TASK GOAL:
For the entries below, repeat exactly each line starting with the one that contains "fn take_line(&mut self)" and going on through the one that contains "const MASTER: &str", and no others.

-------------------------

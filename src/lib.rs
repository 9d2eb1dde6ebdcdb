pub mod async_client;
pub mod buffer;
pub mod cluster;
pub mod cluster_pubsub;
pub mod codec;
pub mod command;
pub mod config;
pub mod connection;
pub mod executor;
pub mod logging;
pub mod parser;
pub mod pool;
pub mod reactor;
pub mod reply;
pub mod sentinel;
pub mod slot;
pub mod topology;

use std::time::Duration;

use thiserror::Error as ThisError;

pub use command::Command;
pub use reply::Reply;

#[derive(Debug, ThisError)]
pub enum Error {
    #[error("io error: {0}")]
    Io(#[from] std::io::Error),
    #[error("protocol error: {0}")]
    Protocol(#[from] parser::ProtocolError),
    #[error("connection closed")]
    ConnectionClosed,
    #[error("not connected")]
    NotConnected,
    #[error("{step} failed: {message}")]
    Startup { step: &'static str, message: String },
    #[error("no connection available for {0}")]
    PoolExhausted(String),
    #[error("no pool available")]
    NoPool,
    #[error("no node serves slot {0}")]
    SlotNotServed(u16),
    #[error("cluster topology unavailable from {0}")]
    TopologyUnavailable(String),
    #[error("too many redirects ({0})")]
    TooManyRedirects(usize),
    #[error("cluster is down: {0}")]
    ClusterDown(String),
    #[error("ASKING rejected by {0}")]
    AskingFailed(String),
    #[error("send queue is full")]
    Backpressure,
    #[error("timed out after {0:?}")]
    Timeout(Duration),
    #[error("invalid uri: {0}")]
    InvalidUri(String),
    #[error("master {0} not found")]
    MasterNotFound(String),
    #[error("unexpected reply: {0}")]
    UnexpectedReply(String),
}

pub type Result<T> = std::result::Result<T, Error>;
/// Number of hash slots a cluster splits the keyspace into.
pub const SLOT_COUNT: u16 = 16384;

/// CRC16-XMODEM lookup table, polynomial 0x1021.
#[rustfmt::skip]
static CRC16_TABLE: [u16; 256] = [
    0x0000, 0x1021, 0x2042, 0x3063, 0x4084, 0x50a5, 0x60c6, 0x70e7,
    0x8108, 0x9129, 0xa14a, 0xb16b, 0xc18c, 0xd1ad, 0xe1ce, 0xf1ef,
    0x1231, 0x0210, 0x3273, 0x2252, 0x52b5, 0x4294, 0x72f7, 0x62d6,
    0x9339, 0x8318, 0xb37b, 0xa35a, 0xd3bd, 0xc39c, 0xf3ff, 0xe3de,
    0x2462, 0x3443, 0x0420, 0x1401, 0x64e6, 0x74c7, 0x44a4, 0x5485,
    0xa56a, 0xb54b, 0x8528, 0x9509, 0xe5ee, 0xf5cf, 0xc5ac, 0xd58d,
    0x3653, 0x2672, 0x1611, 0x0630, 0x76d7, 0x66f6, 0x5695, 0x46b4,
    0xb75b, 0xa77a, 0x9719, 0x8738, 0xf7df, 0xe7fe, 0xd79d, 0xc7bc,
    0x48c4, 0x58e5, 0x6886, 0x78a7, 0x0840, 0x1861, 0x2802, 0x3823,
    0xc9cc, 0xd9ed, 0xe98e, 0xf9af, 0x8948, 0x9969, 0xa90a, 0xb92b,
    0x5af5, 0x4ad4, 0x7ab7, 0x6a96, 0x1a71, 0x0a50, 0x3a33, 0x2a12,
    0xdbfd, 0xcbdc, 0xfbbf, 0xeb9e, 0x9b79, 0x8b58, 0xbb3b, 0xab1a,
    0x6ca6, 0x7c87, 0x4ce4, 0x5cc5, 0x2c22, 0x3c03, 0x0c60, 0x1c41,
    0xedae, 0xfd8f, 0xcdec, 0xddcd, 0xad2a, 0xbd0b, 0x8d68, 0x9d49,
    0x7e97, 0x6eb6, 0x5ed5, 0x4ef4, 0x3e13, 0x2e32, 0x1e51, 0x0e70,
    0xff9f, 0xefbe, 0xdfdd, 0xcffc, 0xbf1b, 0xaf3a, 0x9f59, 0x8f78,
    0x9188, 0x81a9, 0xb1ca, 0xa1eb, 0xd10c, 0xc12d, 0xf14e, 0xe16f,
    0x1080, 0x00a1, 0x30c2, 0x20e3, 0x5004, 0x4025, 0x7046, 0x6067,
    0x83b9, 0x9398, 0xa3fb, 0xb3da, 0xc33d, 0xd31c, 0xe37f, 0xf35e,
    0x02b1, 0x1290, 0x22f3, 0x32d2, 0x4235, 0x5214, 0x6277, 0x7256,
    0xb5ea, 0xa5cb, 0x95a8, 0x8589, 0xf56e, 0xe54f, 0xd52c, 0xc50d,
    0x34e2, 0x24c3, 0x14a0, 0x0481, 0x7466, 0x6447, 0x5424, 0x4405,
    0xa7db, 0xb7fa, 0x8799, 0x97b8, 0xe75f, 0xf77e, 0xc71d, 0xd73c,
    0x26d3, 0x36f2, 0x0691, 0x16b0, 0x6657, 0x7676, 0x4615, 0x5634,
    0xd94c, 0xc96d, 0xf90e, 0xe92f, 0x99c8, 0x89e9, 0xb98a, 0xa9ab,
    0x5844, 0x4865, 0x7806, 0x6827, 0x18c0, 0x08e1, 0x3882, 0x28a3,
    0xcb7d, 0xdb5c, 0xeb3f, 0xfb1e, 0x8bf9, 0x9bd8, 0xabbb, 0xbb9a,
    0x4a75, 0x5a54, 0x6a37, 0x7a16, 0x0af1, 0x1ad0, 0x2ab3, 0x3a92,
    0xfd2e, 0xed0f, 0xdd6c, 0xcd4d, 0xbdaa, 0xad8b, 0x9de8, 0x8dc9,
    0x7c26, 0x6c07, 0x5c64, 0x4c45, 0x3ca2, 0x2c83, 0x1ce0, 0x0cc1,
    0xef1f, 0xff3e, 0xcf5d, 0xdf7c, 0xaf9b, 0xbfba, 0x8fd9, 0x9ff8,
    0x6e17, 0x7e36, 0x4e55, 0x5e74, 0x2e93, 0x3eb2, 0x0ed1, 0x1ef0,
];

pub fn crc16(data: &[u8]) -> u16 {
    data.iter().fold(0u16, |crc, &byte| {
        (crc << 8) ^ CRC16_TABLE[(((crc >> 8) as u8) ^ byte) as usize]
    })
}

/// Slot owning `key`. When the key has a non-empty `{tag}`, only the tag is hashed so related keys
/// can be forced onto the same node.
pub fn hash_slot(key: &[u8]) -> u16 {
    crc16(hash_tag(key)) % SLOT_COUNT
}

fn hash_tag(key: &[u8]) -> &[u8] {
    let Some(open) = key.iter().position(|&b| b == b'{') else {
        return key;
    };
    let rest = &key[open + 1..];
    match rest.iter().position(|&b| b == b'}') {
        Some(0) | None => key,
        Some(close) => &rest[..close],
    }
}

#[cfg(test)]
mod tests {
    use super::*;

    #[test]
    fn crc16_reference_value() {
        // Reference value published with the Redis cluster docs.
        assert_eq!(crc16(b"123456789"), 0x31c3);
    }

    #[test]
    fn known_slots() {
        assert_eq!(hash_slot(b"foo"), 12182);
        assert_eq!(hash_slot(b"bar"), 5061);
        assert_eq!(hash_slot(b""), 0);
    }

    #[test]
    fn hash_tags_share_a_slot() {
        let tag = hash_slot(b"user1000");
        assert_eq!(hash_slot(b"{user1000}.following"), tag);
        assert_eq!(hash_slot(b"{user1000}.followers"), tag);
        assert_eq!(hash_slot(b"foo{user1000}bar{zap}"), tag);
    }

    #[test]
    fn empty_or_unclosed_tags_hash_the_whole_key() {
        assert_eq!(hash_slot(b"foo{}{bar}"), crc16(b"foo{}{bar}") % SLOT_COUNT);
        assert_eq!(hash_slot(b"foo{bar"), crc16(b"foo{bar") % SLOT_COUNT);
        assert_eq!(hash_slot(b"foo}bar{"), crc16(b"foo}bar{") % SLOT_COUNT);
    }

    #[test]
    fn always_in_range() {
        for i in 0..10_000 {
            let key = format!("key:{}", i);
            assert!(hash_slot(key.as_bytes()) < SLOT_COUNT);
            assert_eq!(hash_slot(key.as_bytes()), hash_slot(key.as_bytes()));
        }
    }
}
mod support;

use std::sync::atomic::{AtomicBool, Ordering};
use std::sync::Arc;
use std::time::Duration;

use serial_test::serial;

use rustdis_client::config::{ConnectionConfig, PoolConfig, Role};
use rustdis_client::pool::EndpointPool;
use rustdis_client::reactor::Reactor;
use rustdis_client::{Command, Error, Reply};

use support::{respond, role_reply, standard, wait_until, FakeServer};

fn pool_config(min_size: usize) -> PoolConfig {
    PoolConfig {
        min_size,
        ..PoolConfig::default()
    }
}

#[test]
fn health_check_replaces_dead_connections() {
    let server = FakeServer::bind();
    let pool = EndpointPool::detached(server.address(), ConnectionConfig::default(), pool_config(2));
    pool.ensure_min_connections();
    assert_eq!(pool.total_count(), 2);
    assert_eq!(pool.free_count(), 2);

    server.drop_connections();
    pool.check_connections();

    assert_eq!(pool.total_count(), 2);
    assert_eq!(server.accepted(), 4);
    assert_eq!(
        pool.execute(&Command::ping()).unwrap(),
        Reply::from("PONG")
    );
}

#[test]
fn new_connections_with_unexpected_role_are_refused() {
    let server = FakeServer::start(|cmd| match cmd[0].as_str() {
        "ROLE" => respond(role_reply("slave")),
        _ => standard(cmd),
    });
    let config = PoolConfig {
        expected_role: Some(Role::Master),
        ..pool_config(1)
    };
    let pool = EndpointPool::detached(server.address(), ConnectionConfig::default(), config);

    assert!(pool.get_client().is_none());
    assert_eq!(pool.total_count(), 0);
    assert!(matches!(
        pool.execute(&Command::ping()),
        Err(Error::PoolExhausted(_))
    ));
}

#[test]
fn health_check_drops_demoted_connections() {
    let demoted = Arc::new(AtomicBool::new(false));
    let flag = demoted.clone();
    let server = FakeServer::start(move |cmd| match cmd[0].as_str() {
        "ROLE" if flag.load(Ordering::SeqCst) => respond(role_reply("slave")),
        _ => standard(cmd),
    });
    let config = PoolConfig {
        expected_role: Some(Role::Master),
        ..pool_config(2)
    };
    let pool = EndpointPool::detached(server.address(), ConnectionConfig::default(), config);
    pool.ensure_min_connections();
    assert_eq!(pool.total_count(), 2);

    demoted.store(true, Ordering::SeqCst);
    pool.check_connections();

    assert_eq!(pool.total_count(), 0);
    assert_eq!(pool.free_count(), 0);
}

#[test]
fn pool_without_role_expectation_accepts_replicas() {
    let server = FakeServer::start(|cmd| match cmd[0].as_str() {
        "ROLE" => respond(role_reply("slave")),
        _ => standard(cmd),
    });
    let pool = EndpointPool::detached(server.address(), ConnectionConfig::default(), pool_config(1));

    let conn = pool.get_client().unwrap();
    assert_eq!(conn.role(), Some(Role::Replica));
    pool.reclaim(conn);
    assert_eq!(pool.free_count(), 1);
}

#[test]
fn reset_address_moves_the_pool() {
    let old = FakeServer::bind();
    let new = FakeServer::bind();
    let pool = EndpointPool::detached(old.address(), ConnectionConfig::default(), pool_config(1));
    pool.ensure_min_connections();
    let checked_out = pool.get_client().unwrap();

    pool.reset_address(new.address());

    assert_eq!(pool.address(), new.address());
    assert_eq!(pool.free_count(), 0);

    // Came from the old address, dropped instead of reused.
    pool.reclaim(checked_out);
    assert_eq!(pool.free_count(), 0);
    assert_eq!(pool.total_count(), 0);

    pool.execute(&Command::new("SET").arg("k").arg("v")).unwrap();
    assert_eq!(new.commands_named("SET").len(), 1);
    assert!(old.commands_named("SET").is_empty());
}

#[test]
fn exhausted_pool_rejects_commands() {
    let server = FakeServer::bind();
    let config = PoolConfig {
        min_size: 0,
        max_size: 1,
        auto_extend: false,
        ..PoolConfig::default()
    };
    let pool = EndpointPool::detached(server.address(), ConnectionConfig::default(), config);

    let held = pool.get_client().unwrap();
    assert!(matches!(
        pool.execute(&Command::ping()),
        Err(Error::PoolExhausted(_))
    ));

    pool.reclaim(held);
    assert!(pool.execute(&Command::ping()).is_ok());
}

#[test]
#[serial]
fn background_health_check_refills_pool() {
    let reactor = Reactor::new().unwrap();
    let server = FakeServer::bind();
    let config = PoolConfig {
        health_check_interval: Duration::from_millis(50),
        ..pool_config(2)
    };
    let pool = EndpointPool::new(
        &reactor.handle(),
        server.address(),
        ConnectionConfig::default(),
        config,
    );
    pool.ensure_min_connections();
    assert_eq!(server.accepted(), 2);

    server.drop_connections();

    assert!(wait_until(Duration::from_secs(5), || server.accepted() >= 4
        && pool.free_count() == 2));
    assert_eq!(pool.total_count(), 2);
}
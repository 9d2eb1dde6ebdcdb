use bytes::Bytes;
use thiserror::Error as ThisError;

use crate::buffer::{Buffer, LimitExceeded};
use crate::reply::Reply;

#[derive(Debug, ThisError)]
pub enum ProtocolError {
    #[error("invalid reply data type: {0:#04x}")]
    InvalidDataType(u8),
    #[error("invalid integer")]
    InvalidInteger,
    #[error("invalid length: {0}")]
    InvalidLength(i64),
    #[error("bulk string is not terminated by CRLF")]
    MissingTerminator,
    #[error(transparent)]
    BufferLimit(#[from] LimitExceeded),
}

/// An array whose elements are still being read.
#[derive(Debug)]
struct Frame {
    expected: usize,
    items: Vec<Reply>,
}

enum Step {
    Leaf(Reply),
    /// An array header was read and a new frame pushed.
    Nested,
    Incomplete,
}

/// Incremental RESP2 reply parser.
///
/// Bytes are [`push`](Parser::push)ed as they arrive from the socket, in chunks of any size.
/// [`parse`](Parser::parse) returns one complete top level reply at a time, or `Ok(None)` when more
/// data is needed. Partially read arrays live on an explicit stack, so nesting depth is not limited
/// by the call stack.
///
/// A protocol error means the stream is no longer aligned on reply boundaries. The parser resets
/// itself and the owner is expected to close the connection.
#[derive(Debug)]
pub struct Parser {
    buffer: Buffer,
    // Type byte of the item being read, kept across incomplete reads.
    tag: Option<u8>,
    stack: Vec<Frame>,
}

impl Parser {
    pub fn new() -> Parser {
        Parser::with_buffer(Buffer::new())
    }

    pub fn with_max_len(max_len: usize) -> Parser {
        Parser::with_buffer(Buffer::with_max_len(max_len))
    }

    fn with_buffer(buffer: Buffer) -> Parser {
        Parser {
            buffer,
            tag: None,
            stack: Vec::new(),
        }
    }

    pub fn push(&mut self, bytes: &[u8]) -> Result<(), ProtocolError> {
        self.buffer.write(bytes)?;
        Ok(())
    }

    pub fn parse(&mut self) -> Result<Option<Reply>, ProtocolError> {
        let result = self.parse_reply();
        match result {
            Ok(_) => self.buffer.maybe_compact(),
            Err(_) => self.reset(),
        }
        result
    }

    /// Drops buffered bytes and any partially read reply.
    pub fn reset(&mut self) {
        self.buffer.clear();
        self.tag = None;
        self.stack.clear();
    }

    /// True when no bytes are buffered and no reply is half read.
    pub fn is_idle(&self) -> bool {
        self.buffer.is_empty() && self.tag.is_none() && self.stack.is_empty()
    }

    /// Current array nesting depth.
    pub fn depth(&self) -> usize {
        self.stack.len()
    }

    fn parse_reply(&mut self) -> Result<Option<Reply>, ProtocolError> {
        'items: loop {
            let mut reply = match self.next_item()? {
                Step::Leaf(reply) => reply,
                Step::Nested => continue,
                Step::Incomplete => return Ok(None),
            };

            // Collapse every frame the new item completes.
            while let Some(mut frame) = self.stack.pop() {
                frame.items.push(reply);
                if frame.items.len() < frame.expected {
                    self.stack.push(frame);
                    continue 'items;
                }
                reply = Reply::Array(frame.items);
            }

            return Ok(Some(reply));
        }
    }

    fn next_item(&mut self) -> Result<Step, ProtocolError> {
        let tag = match self.tag {
            Some(tag) => tag,
            None => match self.buffer.read_u8() {
                Some(tag) => {
                    self.tag = Some(tag);
                    tag
                }
                None => return Ok(Step::Incomplete),
            },
        };

        let step = match tag {
            b'+' | b'-' | b':' => self.line_item(tag)?,
            b'$' => self.bulk_item()?,
            b'*' => self.array_item()?,
            other => return Err(ProtocolError::InvalidDataType(other)),
        };

        if !matches!(step, Step::Incomplete) {
            self.tag = None;
        }
        Ok(step)
    }

    fn line_item(&mut self, tag: u8) -> Result<Step, ProtocolError> {
        let Some(line) = self.take_line() else {
            return Ok(Step::Incomplete);
        };

        let reply = match tag {
            b'+' => Reply::Bulk(Bytes::from(line)),
            b'-' => Reply::Error(String::from_utf8_lossy(&line).into_owned()),
            _ => Reply::Integer(parse_integer(&line)?),
        };
        Ok(Step::Leaf(reply))
    }

    // $<length>\r\n<data>\r\n
    fn bulk_item(&mut self) -> Result<Step, ProtocolError> {
        self.buffer.mark();
        let Some(line) = self.take_line() else {
            return Ok(Step::Incomplete);
        };

        let length = parse_integer(&line)?;
        if length == -1 {
            return Ok(Step::Leaf(Reply::Nil));
        }
        if length < 0 || length as u64 > self.buffer_limit() as u64 {
            return Err(ProtocolError::InvalidLength(length));
        }

        let length = length as usize;
        if self.buffer.readable_len() < length + 2 {
            self.buffer.reset();
            return Ok(Step::Incomplete);
        }

        let readable = self.buffer.readable();
        if &readable[length..length + 2] != b"\r\n" {
            return Err(ProtocolError::MissingTerminator);
        }
        let data = Bytes::copy_from_slice(&readable[..length]);
        self.buffer.skip(length + 2);

        Ok(Step::Leaf(Reply::Bulk(data)))
    }

    // *<number-of-elements>\r\n<element-1>...<element-n>
    fn array_item(&mut self) -> Result<Step, ProtocolError> {
        let Some(line) = self.take_line() else {
            return Ok(Step::Incomplete);
        };

        let count = parse_integer(&line)?;
        if count < 0 {
            return Ok(Step::Leaf(Reply::Nil));
        }
        if count == 0 {
            return Ok(Step::Leaf(Reply::Array(Vec::new())));
        }

        let expected = count as usize;
        self.stack.push(Frame {
            expected,
            items: Vec::with_capacity(expected.min(1024)),
        });
        Ok(Step::Nested)
    }

    fn take_line(&mut self) -> Option<Vec<u8>> {
        let end = self.buffer.find_crlf()?;
        let line = self.buffer.readable()[..end].to_vec();
        self.buffer.skip(end + 2);
        Some(line)
    }

    fn buffer_limit(&self) -> usize {
        self.buffer.max_len()
    }
}

impl Default for Parser {
    fn default() -> Self {
        Parser::new()
    }
}

/// Decimal integer with an optional leading sign.
fn parse_integer(line: &[u8]) -> Result<i64, ProtocolError> {
    let (negative, digits) = match line.split_first() {
        Some((b'-', rest)) => (true, rest),
        Some((b'+', rest)) => (false, rest),
        _ => (false, line),
    };

    if digits.is_empty() {
        return Err(ProtocolError::InvalidInteger);
    }

    let mut value: i64 = 0;
    for &byte in digits {
        if !byte.is_ascii_digit() {
            return Err(ProtocolError::InvalidInteger);
        }
        let digit = i64::from(byte - b'0');
        value = value
            .checked_mul(10)
            .and_then(|v| {
                if negative {
                    v.checked_sub(digit)
                } else {
                    v.checked_add(digit)
                }
            })
            .ok_or(ProtocolError::InvalidInteger)?;
    }

    Ok(value)
}
mod support;

use std::sync::{Arc, Mutex};
use std::time::Duration;

use serial_test::serial;

use rustdis_client::config::{
    Address, AsyncConfig, ConnectionConfig, PoolConfig, SentinelConfig,
};
use rustdis_client::executor::SyncClient;
use rustdis_client::sentinel::{
    MasterAddressChange, SentinelAsyncClient, SentinelPool, SentinelWatcher, SWITCH_MASTER_CHANNEL,
};
use rustdis_client::{Command, Error, Reply};

use support::{message, respond, standard, wait_until, FakeServer};

const WAIT: Duration = Duration::from_secs(5);
const MASTER: &str = "mymaster";

/// A sentinel reporting `master` for [`MASTER`] and nothing for any other name.
fn sentinel(master: Arc<Mutex<Address>>) -> FakeServer {
    FakeServer::start(move |cmd| match cmd[0].as_str() {
        "SENTINEL" if cmd.get(2).map(String::as_str) == Some(MASTER) => {
            let address = master.lock().unwrap().clone();
            respond(Reply::Array(vec![
                Reply::from(address.host.as_str()),
                Reply::from(address.port.to_string().as_str()),
            ]))
        }
        "SENTINEL" => respond(Reply::Nil),
        _ => standard(cmd),
    })
}

fn config(sentinels: &[Address]) -> SentinelConfig {
    SentinelConfig {
        sentinels: sentinels.to_vec(),
        client: AsyncConfig {
            reconnect_interval: Duration::from_millis(100),
            ..AsyncConfig::default()
        },
        ..SentinelConfig::default()
    }
}

fn switch(from: &Address, to: &Address) -> String {
    format!("{} {} {} {} {}", MASTER, from.host, from.port, to.host, to.port)
}

/// Waits for the watcher's subscriber to be subscribed on `sentinel`.
fn wait_subscribed(sentinel: &FakeServer) {
    assert!(wait_until(WAIT, || !sentinel
        .commands_named("SUBSCRIBE")
        .is_empty()));
    // The confirmation is written right after the command is recorded.
    std::thread::sleep(Duration::from_millis(50));
}

#[test]
fn lookup_asks_the_sentinels() {
    let master = FakeServer::bind();
    let sentinel = sentinel(Arc::new(Mutex::new(master.address())));
    let watcher = SentinelWatcher::connect(config(&[sentinel.address()])).unwrap();

    assert_eq!(watcher.master_address(MASTER).unwrap(), master.address());
    assert_eq!(watcher.known_address(MASTER), Some(master.address()));
    assert_eq!(
        sentinel.commands_named("SENTINEL")[0],
        vec!["SENTINEL", "get-master-addr-by-name", MASTER]
    );
    assert!(matches!(
        watcher.master_address("unknown"),
        Err(Error::MasterNotFound(_))
    ));
}

#[test]
fn unreachable_sentinels_are_skipped() {
    let master = FakeServer::bind();
    let sentinel = sentinel(Arc::new(Mutex::new(master.address())));
    let watcher =
        SentinelWatcher::connect(config(&[support::closed_address(), sentinel.address()])).unwrap();

    assert_eq!(watcher.master_address(MASTER).unwrap(), master.address());
}

#[test]
fn no_reachable_sentinel_fails() {
    let result = SentinelWatcher::connect(config(&[support::closed_address()]));

    assert!(result.is_err());
}

#[test]
#[serial]
fn switch_events_reach_subscribers() {
    let old = FakeServer::bind();
    let new = FakeServer::bind();
    let sentinel = sentinel(Arc::new(Mutex::new(old.address())));
    let watcher = SentinelWatcher::connect(config(&[sentinel.address()])).unwrap();
    let mut events = watcher.subscribe();
    watcher.master_address(MASTER).unwrap();
    wait_subscribed(&sentinel);

    sentinel.push(&message(SWITCH_MASTER_CHANNEL, "not a switch message"));
    sentinel.push(&message(
        SWITCH_MASTER_CHANNEL,
        &switch(&old.address(), &new.address()),
    ));

    assert!(wait_until(WAIT, || watcher.known_address(MASTER) == Some(new.address())));
    assert_eq!(
        events.try_recv().unwrap(),
        MasterAddressChange {
            master_name: MASTER.to_string(),
            old: old.address(),
            new: new.address(),
        }
    );
    assert!(events.try_recv().is_err());
    assert_eq!(watcher.known_address(MASTER), Some(new.address()));
}

#[test]
#[serial]
fn published_switch_repoints_pool() {
    let old = FakeServer::bind();
    let new = FakeServer::bind();
    let reported = Arc::new(Mutex::new(old.address()));
    let sentinel = sentinel(reported.clone());
    let watcher = SentinelWatcher::connect(config(&[sentinel.address()])).unwrap();
    let pool = SentinelPool::new(
        &watcher,
        MASTER,
        ConnectionConfig::default(),
        PoolConfig::default(),
    )
    .unwrap();
    pool.execute(&Command::new("SET").arg("k").arg("1")).unwrap();
    assert_eq!(old.commands_named("SET").len(), 1);

    wait_subscribed(&sentinel);
    *reported.lock().unwrap() = new.address();
    sentinel.push(&message(
        SWITCH_MASTER_CHANNEL,
        &switch(&old.address(), &new.address()),
    ));

    assert!(wait_until(WAIT, || pool.address() == new.address()));
    pool.execute(&Command::new("SET").arg("k").arg("2")).unwrap();
    assert_eq!(new.commands_named("SET").len(), 1);
    assert_eq!(old.commands_named("SET").len(), 1);
}

#[test]
#[serial]
fn malformed_switch_is_ignored() {
    let master = FakeServer::bind();
    let sentinel = sentinel(Arc::new(Mutex::new(master.address())));
    let watcher = SentinelWatcher::connect(config(&[sentinel.address()])).unwrap();
    let pool = SentinelPool::new(
        &watcher,
        MASTER,
        ConnectionConfig::default(),
        PoolConfig::default(),
    )
    .unwrap();
    let mut events = watcher.subscribe();

    wait_subscribed(&sentinel);
    sentinel.push(&message(SWITCH_MASTER_CHANNEL, "mymaster 127.0.0.1 1 127.0.0.1"));
    std::thread::sleep(Duration::from_millis(200));

    assert!(events.try_recv().is_err());
    assert_eq!(pool.address(), master.address());
}

#[test]
#[serial]
fn async_client_follows_switch() {
    let old = FakeServer::bind();
    let new = FakeServer::bind();
    let sentinel = sentinel(Arc::new(Mutex::new(old.address())));
    let watcher = SentinelWatcher::connect(config(&[sentinel.address()])).unwrap();
    let client = SentinelAsyncClient::new(
        &watcher,
        MASTER,
        AsyncConfig {
            reconnect_interval: Duration::from_millis(100),
            ..AsyncConfig::default()
        },
    )
    .unwrap();
    client.connect_and_wait().unwrap();
    assert_eq!(client.uri().address, old.address());

    wait_subscribed(&sentinel);
    sentinel.push(&message(
        SWITCH_MASTER_CHANNEL,
        &switch(&old.address(), &new.address()),
    ));

    assert!(wait_until(WAIT, || new.accepted() == 1 && client.is_connected()));
    assert_eq!(client.uri().address, new.address());
    assert_eq!(
        client.execute_blocking(&Command::ping(), WAIT).unwrap(),
        Reply::from("PONG")
    );
    assert_eq!(new.commands_named("PING").len(), 1);
}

-------------------------

RESULT OF THE EXERCISE:
    fn take_line(&mut self) -> Option<Vec<u8>> {
        let end = self.buffer.find_crlf()?;
        let line = self.buffer.readable()[..end].to_vec();
        self.buffer.skip(end + 2);
        Some(line)
    }

    fn buffer_limit(&self) -> usize {
        self.buffer.max_len()
    }
}

impl Default for Parser {
    fn default() -> Self {
        Parser::new()
    }
}

/// Decimal integer with an optional leading sign.
fn parse_integer(line: &[u8]) -> Result<i64, ProtocolError> {
    let (negative, digits) = match line.split_first() {
        Some((b'-', rest)) => (true, rest),
        Some((b'+', rest)) => (false, rest),
        _ => (false, line),
    };

    if digits.is_empty() {
        return Err(ProtocolError::InvalidInteger);
    }

    let mut value: i64 = 0;
    for &byte in digits {
        if !byte.is_ascii_digit() {
            return Err(ProtocolError::InvalidInteger);
        }
        let digit = i64::from(byte - b'0');
        value = value
            .checked_mul(10)
            .and_then(|v| {
                if negative {
                    v.checked_sub(digit)
                } else {
                    v.checked_add(digit)
                }
            })
            .ok_or(ProtocolError::InvalidInteger)?;
    }

    Ok(value)
}
mod support;

use std::sync::{Arc, Mutex};
use std::time::Duration;

use serial_test::serial;

use rustdis_client::config::{
    Address, AsyncConfig, ConnectionConfig, PoolConfig, SentinelConfig,
};
use rustdis_client::executor::SyncClient;
use rustdis_client::sentinel::{
    MasterAddressChange, SentinelAsyncClient, SentinelPool, SentinelWatcher, SWITCH_MASTER_CHANNEL,
};
use rustdis_client::{Command, Error, Reply};

use support::{message, respond, standard, wait_until, FakeServer};

const WAIT: Duration = Duration::from_secs(5);
const MASTER: &str = "mymaster";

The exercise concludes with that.